Si tenés un hijo que enfrenta esta enfermedad, empiezá hoy mismo a revisar las actividades que hace la familia y busquen juntos una solución inmediata.

¿Cómo puedo ayudarle?

  1. Dale apoyo. Uno de los más graves errores de los padres es regañarlos y señalar solo el problema. Se les debe dar apoyo y expresarles lo importante que son para la familia.
  2. Aumentá la actividad física de la familia. Si son los que siempre prefieren salir de paseo por un helado o cualquier tipo de comida chatarra es hora de eliminar ese hábito. Empezá a reducir las actividades sedentarias y busque poner a toda la familia en movimiento. Busquen ir a parques a caminar, salir a nadar o andar en bicicleta. Además de divertirse pondrás a toda la familia a ejercitarse.

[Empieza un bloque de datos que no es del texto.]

//! Export the run summary to JSON.
//!
//! The export is meant to be easy to consume in spreadsheets or downstream scripts.

use std::fs::File;
use std::path::Path;

use serde::Serialize;

use crate::app::pipeline::RunOutput;
use crate::error::AppError;
use crate::nps::NpsSummary;
use crate::plot::BIN_COUNT;
use crate::ratings::ExtractionAudit;

/// On-disk layout of the JSON export.
#[derive(Debug, Serialize)]
pub struct SummaryFile<'a> {
    pub tool: &'static str,
    pub source: String,
    pub column: &'a str,
    pub audit: ExtractionAudit,
    pub summary: &'a NpsSummary,
    /// Ratings per bin, index `k` centred on rating `k`.
    pub histogram: [usize; BIN_COUNT],
}

impl<'a> SummaryFile<'a> {
    pub fn from_run(run: &'a RunOutput) -> Self {
        Self {
            tool: "nps",
            source: run.file_path.display().to_string(),
            column: &run.column,
            audit: run.extraction.audit,
            summary: &run.summary,
            histogram: run.histogram,
        }
    }
}

/// Write the summary JSON file.
pub fn write_summary_json(path: &Path, run: &RunOutput) -> Result<(), AppError> {
    let file = File::create(path)
        .map_err(|e| AppError::new(2, format!("Failed to create summary JSON '{}': {e}", path.display())))?;

    serde_json::to_writer_pretty(file, &SummaryFile::from_run(run))
        .map_err(|e| AppError::new(2, format!("Failed to write summary JSON: {e}")))?;

    log::info!("wrote summary JSON to {}", path.display());
    Ok(())
}
//! Plotters-powered histogram widget for Ratatui.
//!
//! We render Plotters output into the Ratatui buffer using `plotters-ratatui-backend`.

use plotters::prelude::*;
use plotters_ratatui_backend::widget_fn;
use ratatui::{
    buffer::Buffer,
    layout::Rect,
    style::{Color as TuiColor, Style},
    widgets::Widget,
};

use crate::plot::{BIN_COUNT, bin_edges};

/// A render-only histogram description.
///
/// Counts are computed outside the render call so `render()` only draws.
pub struct HistogramChart<'a> {
    /// Ratings per bin, bin `k` centred on rating `k`.
    pub counts: &'a [usize; BIN_COUNT],
    pub x_label: &'a str,
    pub y_label: &'a str,
}

impl<'a> HistogramChart<'a> {
    fn y_max(&self) -> f64 {
        let max = self.counts.iter().copied().max().unwrap_or(0) as f64;
        // Headroom above the tallest bar; never a zero-height axis.
        (max * 1.1).max(1.0)
    }
}

impl<'a> Widget for HistogramChart<'a> {
    fn render(self, area: Rect, buf: &mut Buffer) {
        // When the available area is too small, Plotters may fail to build a chart.
        // In that case, we render a small hint rather than panicking.
        if area.width < 30 || area.height < 8 {
            buf.set_string(
                area.x,
                area.y,
                "Chart area too small (resize terminal).",
                Style::default().fg(TuiColor::Yellow),
            );
            return;
        }

        let edges = bin_edges();
        let x0 = edges[0];
        let x1 = edges[BIN_COUNT];
        let y1 = self.y_max();

        let widget = widget_fn(move |root| {
            let mut chart = ChartBuilder::on(&root)
                .margin(1)
                // Terminal cells are low-res, so keep label areas compact.
                .set_label_area_size(LabelAreaPosition::Left, 6)
                .set_label_area_size(LabelAreaPosition::Bottom, 3)
                .build_cartesian_2d(x0..x1, 0.0..y1)?;

            // Vertical mesh lines would cut through the bars; keep the y grid only.
            chart
                .configure_mesh()
                .disable_x_mesh()
                .x_desc(self.x_label)
                .y_desc(self.y_label)
                .x_labels(BIN_COUNT)
                .y_labels(6)
                .x_label_formatter(&|v| fmt_integer_tick(*v))
                .y_label_formatter(&|v| fmt_integer_tick(*v))
                .label_style(("sans-serif", 10).into_font().color(&WHITE))
                .axis_style(&WHITE)
                .light_line_style(&RGBColor(80, 80, 80))
                .bold_line_style(&RGBColor(120, 120, 120))
                .draw()?;

            chart.draw_series(self.counts.iter().enumerate().filter(|(_, c)| **c > 0).map(
                |(k, &c)| {
                    Rectangle::new(
                        [(edges[k], 0.0), (edges[k + 1], c as f64)],
                        bar_fill_style(),
                    )
                },
            ))?;

            // Bar outlines keep adjacent bins visually separate.
            chart.draw_series(self.counts.iter().enumerate().filter(|(_, c)| **c > 0).map(
                |(k, &c)| {
                    Rectangle::new(
                        [(edges[k], 0.0), (edges[k + 1], c as f64)],
                        bar_outline_style(),
                    )
                },
            ))?;

            Ok(())
        });

        widget.render(area, buf);
    }
}

fn bar_fill_style() -> ShapeStyle {
    RGBColor(0, 255, 255).filled() // cyan
}

fn bar_outline_style() -> ShapeStyle {
    WHITE.stroke_width(1)
}

/// Label whole numbers only; fractional ticks stay blank.
fn fmt_integer_tick(v: f64) -> String {
    let r = v.round();
    if (v - r).abs() < 1e-9 {
        // `+ 0.0` folds -0 into 0.
        format!("{:.0}", r + 0.0)
    } else {
        String::new()
    }
}
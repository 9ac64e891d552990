//! Command-line interface argument parsing.
//!
//! This module handles all CLI argument parsing using clap,
//! including validation and default values.

use crate::charts::ChartFormat;
use crate::loader::SampleDataset;
use clap::Parser;
use std::path::PathBuf;

/// finreport - financial data analysis and reporting
///
/// Load a CSV of company financials (or a bundled sample), compute portfolio,
/// company and sector statistics with simple risk flags, and write a Markdown
/// or JSON report. With an API key, each report section also gets commentary
/// from an OpenAI-compatible chat model.
///
/// Examples:
///   finreport --input financials.csv
///   finreport --sample mixed --charts --export-dir exports
///   finreport --input q1.csv --metric Revenue --format json -o q1.json
///   finreport --self-test
///   finreport --init-config
#[derive(Parser, Debug, Clone)]
#[command(author, version, about, long_about = None)]
#[command(propagate_version = true)]
pub struct Args {
    /// CSV file to analyze
    ///
    /// Needs a header row with Company, Revenue, Expenses and Net_Income.
    /// Date, Sector and Market_Cap are optional; other columns are kept.
    #[arg(
        short,
        long,
        value_name = "FILE",
        required_unless_present_any = ["sample", "self_test", "init_config"],
        conflicts_with = "sample"
    )]
    pub input: Option<PathBuf>,

    /// Analyze a bundled sample dataset instead of a file
    #[arg(short, long, value_name = "NAME")]
    pub sample: Option<SampleDataset>,

    /// Run the integrity checks against every built-in scenario and exit
    ///
    /// Exit code 2 when any check fails.
    #[arg(long, conflicts_with_all = ["input", "sample"])]
    pub self_test: bool,

    /// Output file path for the report
    ///
    /// Default: from config or financial_report.md
    #[arg(short, long, value_name = "FILE")]
    pub output: Option<PathBuf>,

    /// Output format (markdown, json)
    #[arg(long, default_value = "markdown", value_name = "FORMAT")]
    pub format: OutputFormat,

    /// Directory for the company CSV, sector CSV and JSON exports
    #[arg(short, long, value_name = "DIR")]
    pub export_dir: Option<PathBuf>,

    /// API key for the text-generation endpoint
    ///
    /// Without a key the report uses the built-in template summary and no
    /// network call is made.
    #[arg(long, env = "OPENAI_API_KEY", hide_env_values = true)]
    pub api_key: Option<String>,

    /// Chat model used for commentary
    #[arg(short, long, env = "FINREPORT_MODEL")]
    pub model: Option<String>,

    /// Base URL of the OpenAI-compatible API
    #[arg(long, value_name = "URL", env = "FINREPORT_API_URL")]
    pub api_url: Option<String>,

    /// Request timeout in seconds
    #[arg(long, value_name = "SECS")]
    pub timeout: Option<u64>,

    /// Numeric column used to rank top performers
    #[arg(long, value_name = "COLUMN")]
    pub metric: Option<String>,

    /// Number of top performers to list
    #[arg(long, value_name = "COUNT")]
    pub top_n: Option<usize>,

    /// Skip the sector analysis
    #[arg(long)]
    pub no_sectors: bool,

    /// Skip the risk assessment
    #[arg(long)]
    pub no_risk: bool,

    /// Skip the commentary section entirely
    #[arg(long)]
    pub no_narrative: bool,

    /// Include charts in the report
    #[arg(long)]
    pub charts: bool,

    /// Chart output format (text, vega)
    #[arg(long, value_name = "FORMAT")]
    pub chart_format: Option<ChartFormat>,

    /// Exit with code 2 when at least COUNT companies are at risk
    ///
    /// Useful for CI pipelines. Without a value, any company at risk fails.
    #[arg(long, value_name = "COUNT", num_args = 0..=1, default_missing_value = "1")]
    pub fail_on_risk: Option<usize>,

    /// Path to configuration file
    ///
    /// If not specified, looks for .finreport.toml in the current directory
    #[arg(short, long, value_name = "FILE")]
    pub config: Option<PathBuf>,

    /// Enable verbose logging output
    #[arg(short, long)]
    pub verbose: bool,

    /// Run in quiet mode (minimal output)
    #[arg(short, long)]
    pub quiet: bool,

    /// Generate a default .finreport.toml configuration file
    #[arg(long)]
    pub init_config: bool,
}

/// Output format for the report.
#[derive(Debug, Clone, Copy, PartialEq, Eq, Default, clap::ValueEnum)]
pub enum OutputFormat {
    /// Markdown format (default)
    #[default]
    Markdown,
    /// JSON format
    Json,
}

impl Args {
    /// Parse command-line arguments.
    pub fn parse_args() -> Self {
        Self::parse()
    }

    /// Human-readable name of the data source.
    pub fn source_label(&self) -> String {
        match (&self.input, self.sample) {
            (Some(path), _) => path.display().to_string(),
            (None, Some(sample)) => format!("sample: {}", sample.title()),
            (None, None) => String::new(),
        }
    }

    /// Validate the parsed arguments.
    pub fn validate(&self) -> Result<(), String> {
        if self.init_config {
            return Ok(());
        }

        if self.verbose && self.quiet {
            return Err("Cannot use both --verbose and --quiet".to_string());
        }

        if let Some(timeout) = self.timeout {
            if timeout == 0 {
                return Err("Timeout must be at least 1 second".to_string());
            }
        }

        if let Some(0) = self.top_n {
            return Err("Top-n must be at least 1".to_string());
        }

        if let Some(ref metric) = self.metric {
            if metric.trim().is_empty() {
                return Err("Metric must name a column".to_string());
            }
        }

        if let Some(ref url) = self.api_url {
            if !url.starts_with("http://") && !url.starts_with("https://") {
                return Err("API URL must start with 'http://' or 'https://'".to_string());
            }
        }

        if let Some(ref input) = self.input {
            if !input.exists() {
                return Err(format!("Input file does not exist: {}", input.display()));
            }
            if !input.is_file() {
                return Err(format!("Input path is not a file: {}", input.display()));
            }
        }

        Ok(())
    }

    /// Returns the log level based on verbosity settings.
    pub fn log_level(&self) -> tracing::Level {
        if self.quiet {
            tracing::Level::ERROR
        } else if self.verbose {
            tracing::Level::DEBUG
        } else {
            tracing::Level::INFO
        }
    }
}

#[cfg(test)]
mod tests {
    use super::*;
    use clap::CommandFactory;

    fn make_args() -> Args {
        Args {
            input: None,
            sample: Some(SampleDataset::Tech),
            self_test: false,
            output: None,
            format: OutputFormat::Markdown,
            export_dir: None,
            api_key: None,
            model: None,
            api_url: None,
            timeout: None,
            metric: None,
            top_n: None,
            no_sectors: false,
            no_risk: false,
            no_narrative: false,
            charts: false,
            chart_format: None,
            fail_on_risk: None,
            config: None,
            verbose: false,
            quiet: false,
            init_config: false,
        }
    }

    #[test]
    fn test_command_definition() {
        Args::command().debug_assert();
    }

    #[test]
    fn test_parse_sample_and_flags() {
        let args = Args::try_parse_from([
            "finreport",
            "--sample",
            "mixed-performance",
            "--charts",
            "--chart-format",
            "vega",
            "--fail-on-risk",
        ])
        .unwrap();
        assert_eq!(args.sample, Some(SampleDataset::MixedPerformance));
        assert!(args.charts);
        assert_eq!(args.chart_format, Some(ChartFormat::Vega));
        assert_eq!(args.fail_on_risk, Some(1));
    }

    #[test]
    fn test_input_and_sample_conflict() {
        let result =
            Args::try_parse_from(["finreport", "--input", "a.csv", "--sample", "tech"]);
        assert!(result.is_err());
    }

    #[test]
    fn test_source_is_required() {
        assert!(Args::try_parse_from(["finreport"]).is_err());
        assert!(Args::try_parse_from(["finreport", "--self-test"]).is_ok());
    }

    #[test]
    fn test_validation_missing_input() {
        let mut args = make_args();
        args.sample = None;
        args.input = Some(PathBuf::from("/definitely/not/here.csv"));
        assert!(args.validate().unwrap_err().contains("does not exist"));
    }

    #[test]
    fn test_validation_bad_values() {
        let mut args = make_args();
        args.top_n = Some(0);
        assert!(args.validate().is_err());

        let mut args = make_args();
        args.api_url = Some("ftp://example.com".to_string());
        assert!(args.validate().is_err());

        let mut args = make_args();
        args.verbose = true;
        args.quiet = true;
        assert!(args.validate().is_err());
    }

    #[test]
    fn test_source_label() {
        let args = make_args();
        assert_eq!(args.source_label(), "sample: Technology Companies");
    }

    #[test]
    fn test_log_level() {
        let mut args = make_args();
        assert_eq!(args.log_level(), tracing::Level::INFO);

        args.verbose = true;
        assert_eq!(args.log_level(), tracing::Level::DEBUG);

        args.verbose = false;
        args.quiet = true;
        assert_eq!(args.log_level(), tracing::Level::ERROR);
    }
}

  3. Enseñale a toda la familia buenos hábitos alimenticios. Una buena alimentación sana desde la tierna edad de un niño, lo ayudará a tener una vision más equilibrada de los alimentos y de su crecimiento.
  4. Los niños nunca deben seguir una dieta rígida para perder peso, a no ser por razones médicas. Limitar que los niños coman, puede ser extremadamente prejudicial para la salud y su desarrollo.
  5. Reducí las grasas de la comida. Esta es una buena forma de cortar las calorías sin privar al niño de los nutrients esenciales que necesita. Lo podés hacer con productos lácteos desnatados, aves sin piel y carnes blancas. Recordá que es mejor la supervición de un especialista.
  6. No cortés drásticamente los dulces. A pesar de ser importante moderar el consumo de azúcar, no se debe hacer brúscamente. Tratá de eliminarlos pero no del todo.
  7. Animá a tu hijo a comer despacio. Enseñale a tener un horario para comer y que no haya ninguna presión.